DEBOUTE Madame [A] [X] épouse [Z], ès-qualités d’héritière de Madame [N] [E] veuve [X] et de Monsieur [G] [X], de ses demandes tendant à constater la prescription acquisitive.
CONDAMNE Madame [A] [X] épouse [Z], ès-qualités d’héritière de Madame [N] [E] veuve [X] et de Monsieur [G] [X], dans un délai de SIX MOIS à compter de la signification de la présente décision, à libérer de toute occupation la parcelle lui appartenant et matérialisée en gras sur l’extrait de plan cadastral annexé au procès-verbal de constat du 7 mars 2017.

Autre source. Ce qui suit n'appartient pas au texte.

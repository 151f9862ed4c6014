//! RgbColor: the public colour representation for colourkit.
//!
//! Stores three 8-bit channels. Hex parsing accepts an optional `#` followed
//! by 3 or 6 hex digits, case-insensitive. Formatting is always lowercase
//! `#rrggbb`.

use std::fmt;
use std::str::FromStr;

use crate::error::ColorError;
use crate::math;

/// RGB colour with 0–255 channels. No alpha.
#[derive(Debug, Clone, Copy, Default, PartialEq, Eq, Hash)]
#[cfg_attr(feature = "serde", derive(serde::Serialize, serde::Deserialize))]
pub struct RgbColor {
    pub r: u8,
    pub g: u8,
    pub b: u8,
}

impl RgbColor {
    pub const fn new(r: u8, g: u8, b: u8) -> Self {
        Self { r, g, b }
    }

    /// Parse a hex string (with or without a single leading `#`, 3 or 6 digits).
    ///
    /// Shorthand digits are doubled, so `d90` reads as `dd9900`. Any other
    /// length or a non-hex character gives `None`.
    pub fn from_hex(hex: &str) -> Option<Self> {
        let stripped = hex.strip_prefix('#').unwrap_or(hex);
        if !stripped.bytes().all(|c| c.is_ascii_hexdigit()) {
            tracing::debug!(input = hex, "rejected hex colour: non-hex character");
            return None;
        }
        let color = match stripped.len() {
            3 => {
                let r = u8::from_str_radix(&stripped[0..1], 16).ok()?;
                let g = u8::from_str_radix(&stripped[1..2], 16).ok()?;
                let b = u8::from_str_radix(&stripped[2..3], 16).ok()?;
                Self::new(r * 17, g * 17, b * 17)
            }
            6 => {
                let r = u8::from_str_radix(&stripped[0..2], 16).ok()?;
                let g = u8::from_str_radix(&stripped[2..4], 16).ok()?;
                let b = u8::from_str_radix(&stripped[4..6], 16).ok()?;
                Self::new(r, g, b)
            }
            len => {
                tracing::debug!(input = hex, len, "rejected hex colour: wrong digit count");
                return None;
            }
        };
        tracing::trace!(input = hex, %color, "decoded hex colour");
        Some(color)
    }

    /// Format as lowercase `#rrggbb`.
    pub fn to_hex(&self) -> String {
        format!("#{:02x}{:02x}{:02x}", self.r, self.g, self.b)
    }

    /// BT.709 luminance in `0.0..=255.0`.
    pub fn luminance(&self) -> f64 {
        math::luminance(f64::from(self.r), f64::from(self.g), f64::from(self.b))
    }

    /// Lighten (positive `fraction`) or darken (negative) every channel
    /// proportionally. `0.2` is 20% lighter; results clamp at black and white.
    pub fn adjust_shade(&self, fraction: f64) -> Self {
        Self {
            r: math::shade_channel(self.r, fraction),
            g: math::shade_channel(self.g, fraction),
            b: math::shade_channel(self.b, fraction),
        }
    }
}

impl fmt::Display for RgbColor {
    fn fmt(&self, f: &mut fmt::Formatter<'_>) -> fmt::Result {
        f.write_str(&self.to_hex())
    }
}

impl FromStr for RgbColor {
    type Err = ColorError;

    fn from_str(s: &str) -> Result<Self, Self::Err> {
        Self::from_hex(s).ok_or_else(|| ColorError::InvalidHex(s.to_string()))
    }
}

impl From<(u8, u8, u8)> for RgbColor {
    fn from((r, g, b): (u8, u8, u8)) -> Self {
        Self::new(r, g, b)
    }
}

impl From<RgbColor> for (u8, u8, u8) {
    fn from(c: RgbColor) -> Self {
        (c.r, c.g, c.b)
    }
}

DIT que, faute pour elle de s’exécuter dans le délai imparti, Madame [A] [X] épouse [Z], ès-qualités d’héritière de Madame [N] [E] veuve [X] et de Monsieur [G] [X], sera condamnée à payer à l’association syndicale libre (ASL) [Adresse 6], représentée par son président en exercice et assistée de son gestionnaire en exercice la SARL GIMS, exerçant sous l’enseigne GOLFE IMMOBILIER, une astreinte de 100 EUROS par jour de retard pendant un délai de QUATRE MOIS à l’issue duquel il pourra être prononcé une nouvelle astreinte.
DEBOUTE l’association syndicale libre (ASL) [Adresse 6], représentée par son président en exercice et assistée de son gestionnaire en exercice la SARL GIMS, exerçant sous l’enseigne GOLFE IMMOBILIER, du surplus de ses demandes principales et subsidiaires.
CONDAMNE Madame [A] [X] épouse [Z], ès-qualités d’héritière de Madame [N] [E] veuve [X] et de Monsieur [G] [X], aux dépens de l’instance et ACCORDE à la SCP BERNARDI le droit au recouvrement direct des dépens dans les conditions de l’article 699 du code de procédure civile.
ORDONNE l’exécution provisoire de l’entière décision.
REJETTE le surplus des demandes.
Ainsi jugé par mise à disposition au greffe de la troisième chambre du tribunal judiciaire de Draguignan le DEUX OCTOBRE DEUX MILLE VINGT-CINQ.